Señaló el número escrito en un buzón y McCaleb asintió. Aparcaron y McCaleb vio que el Chevy Suburban que había visto en el vídeo estaba estacionado en la entrada, bajo una canasta de baloncesto. Había un garaje abierto con un coche aparcado a un lado y el otro lleno de bicicletas, cajas, una mesa de trabajo y objetos desordenados. Al fondo había una tabla de surf puesta en vertical. Era una de las viejas tablas grandes y a McCaleb le hizo pensar que quizás alguna vez James Cordell había conocido el océano.

– No sé cuánto tardaré -dijo.

– Va a hacer mucho calor aquí fuera. Podría ir contigo. No diré nada.

– Ya empieza a refrescar, Buddy. Pero si tienes calor pon el aire acondicionado. Date una vuelta, seguramente habrá niños vendiendo limonada por aquí cerca.

McCaleb salió antes de empezar una discusión. No estaba dispuesto a que Lockridge entrará en la investigación y ésta se convirtiera en un asunto de aficionados. Al subir por el camino de acceso se fijó en el Suburban. La parte de atrás estaba llena de herramientas y había diversos objetos en los asientos delanteros. Se sintió excitado. Quizá tuviera suerte, porque parecía que nadie había tocado el vehículo.

La viuda de James Cordell se llamaba Amelia. McCaleb lo sabía por los informes. Supuso que era ella quien le abrió la puerta de arco de la entrada antes de que llegara. Jaye Winston le había dicho que llamaría antes para allanarle el camino.

– ¿Señora Cordell?

– ¿Sí?

– Soy Terry McCaleb. ¿Ha llamado la detective Winston para decirle que vendría?

– Sí, llamó.

– ¿Es un mal momento?

– ¿Cuál es un buen momento?

– He elegido mal mis palabras, lo siento. ¿Tiene un rato para que hablemos?

La viuda era una mujer de baja estatura, pelo castaño y facciones pequeñas. Tenía la nariz roja y McCaleb se dijo que o bien estaba resfriada o había estado llorando. Se preguntó si la llamada de Winston habría sido el desencadenante del llanto.

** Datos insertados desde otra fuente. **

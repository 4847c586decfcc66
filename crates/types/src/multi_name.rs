use std::{
    cmp::Ordering,
    fmt::Display,
    sync::{Arc, LazyLock},
};

use serde::{Deserialize, Serialize};

use crate::{intern::Interner, script_variant::ScriptVariant};

static NAMES: LazyLock<Interner<Names>> = LazyLock::new(Interner::new);

/// Name of an object or property with two equivalent spellings, Russian and English.
///
/// `Document.MyDocument.Code` and `Документ.MyDocument.Код` name the same thing. Equal names
/// share one allocation, so cloning is cheap.
#[derive(Debug, Clone, PartialEq, Eq, Hash, Serialize, Deserialize)]
#[serde(into = "Spellings", from = "Spellings")]
pub struct MultiName(Arc<Names>);

#[derive(Debug, Default, PartialEq, Eq, Hash)]
struct Names {
    ru: String,
    en: String,
}

impl Names {
    /// Puts a single spelling into the slot its characters belong to.
    fn classify(name: &str) -> Self {
        if contains_non_english(name) {
            Self {
                ru: name.to_owned(),
                en: String::new(),
            }
        } else {
            Self {
                ru: String::new(),
                en: name.to_owned(),
            }
        }
    }
}

#[derive(Serialize, Deserialize)]
struct Spellings {
    #[serde(default)]
    ru: String,
    #[serde(default)]
    en: String,
}

impl MultiName {
    /// Creates a name from its English and Russian spellings.
    ///
    /// When only one spelling is given, its language is detected from the characters it uses.
    #[must_use]
    pub fn new(en: &str, ru: &str) -> Self {
        let names = match (en.is_empty(), ru.is_empty()) {
            (true, true) => Names::default(),
            (true, false) => Names::classify(ru),
            (false, true) => Names::classify(en),
            (false, false) => Names {
                ru: ru.to_owned(),
                en: en.to_owned(),
            },
        };
        Self(NAMES.intern(names))
    }

    #[must_use]
    pub fn empty() -> Self {
        Self::new("", "")
    }

    /// Default spelling: Russian when present, English otherwise.
    #[must_use]
    pub fn get(&self) -> &str {
        if self.0.ru.is_empty() {
            &self.0.en
        } else {
            &self.0.ru
        }
    }

    /// Spelling for a language code (`ru`, `en`, `Русский`, ...).
    #[must_use]
    pub fn get_by_code(&self, code: &str) -> &str {
        self.get_for(ScriptVariant::value_by_name(code))
    }

    #[must_use]
    pub fn get_for(&self, script_variant: ScriptVariant) -> &str {
        match script_variant {
            ScriptVariant::English => self.en(),
            ScriptVariant::Russian | ScriptVariant::Unknown => self.ru(),
        }
    }

    #[must_use]
    pub fn en(&self) -> &str {
        &self.0.en
    }

    #[must_use]
    pub fn ru(&self) -> &str {
        &self.0.ru
    }

    #[must_use]
    pub fn is_empty(&self) -> bool {
        self.0.ru.is_empty() && self.0.en.is_empty()
    }

    /// Whether both names are the same interned value.
    #[must_use]
    pub fn ptr_eq(&self, other: &Self) -> bool {
        Arc::ptr_eq(&self.0, &other.0)
    }
}

impl From<&str> for MultiName {
    fn from(name: &str) -> Self {
        Self::new(name, "")
    }
}

impl From<Spellings> for MultiName {
    fn from(spellings: Spellings) -> Self {
        Self::new(&spellings.en, &spellings.ru)
    }
}

impl From<MultiName> for Spellings {
    fn from(name: MultiName) -> Self {
        Self {
            ru: name.0.ru.clone(),
            en: name.0.en.clone(),
        }
    }
}

impl PartialOrd for MultiName {
    fn partial_cmp(&self, other: &Self) -> Option<Ordering> {
        Some(self.cmp(other))
    }
}

impl Ord for MultiName {
    fn cmp(&self, other: &Self) -> Ordering {
        if self.ptr_eq(other) {
            return Ordering::Equal;
        }
        self.0
            .ru
            .cmp(&other.0.ru)
            .then_with(|| self.0.en.cmp(&other.0.en))
    }
}

impl Display for MultiName {
    fn fmt(&self, f: &mut std::fmt::Formatter<'_>) -> std::fmt::Result {
        if self.is_empty() {
            Ok(())
        } else {
            write!(f, "MultiName (ru: {}, en: {})", self.0.ru, self.0.en)
        }
    }
}

/// Whether the text uses anything besides ASCII letters, digits and `_`.
fn contains_non_english(text: &str) -> bool {
    text.chars()
        .any(|c| !(c.is_ascii_alphanumeric() || c == '_'))
}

Le invitó a entrar, guiándolo hasta una sala de estar muy ordenada. La mujer se sentó en el sofá y McCaleb ocupó una silla enfrente de ella. Entre ambos, en una mesita de café, había una caja de pañuelos de papel. El sonido de la televisión llegaba procedente de otra habitación. Al parecer daban dibujos animados.

– ¿Es su compañero el que espera en el coche? -preguntó ella.

– Eh…, mi chófer.

– ¿Quiere entrar? Hará mucho calor ahí fuera.

– No, él está bien.

– ¿Es usted investigador privado?

– Técnicamente, no. Soy un amigo de la familia de la mujer que mataron en Canoga Park. No sé si la detective Winston le dijo que trabajaba en el FBI. Tengo experiencia en esta clase de casos. El departamento del sheriff, como probablemente sabe, y el Departamento de Policía de Los Ángeles no han conseguido avanzar mucho en la investigación en las últimas semanas. Yo trato de hacer lo posible para ayudar.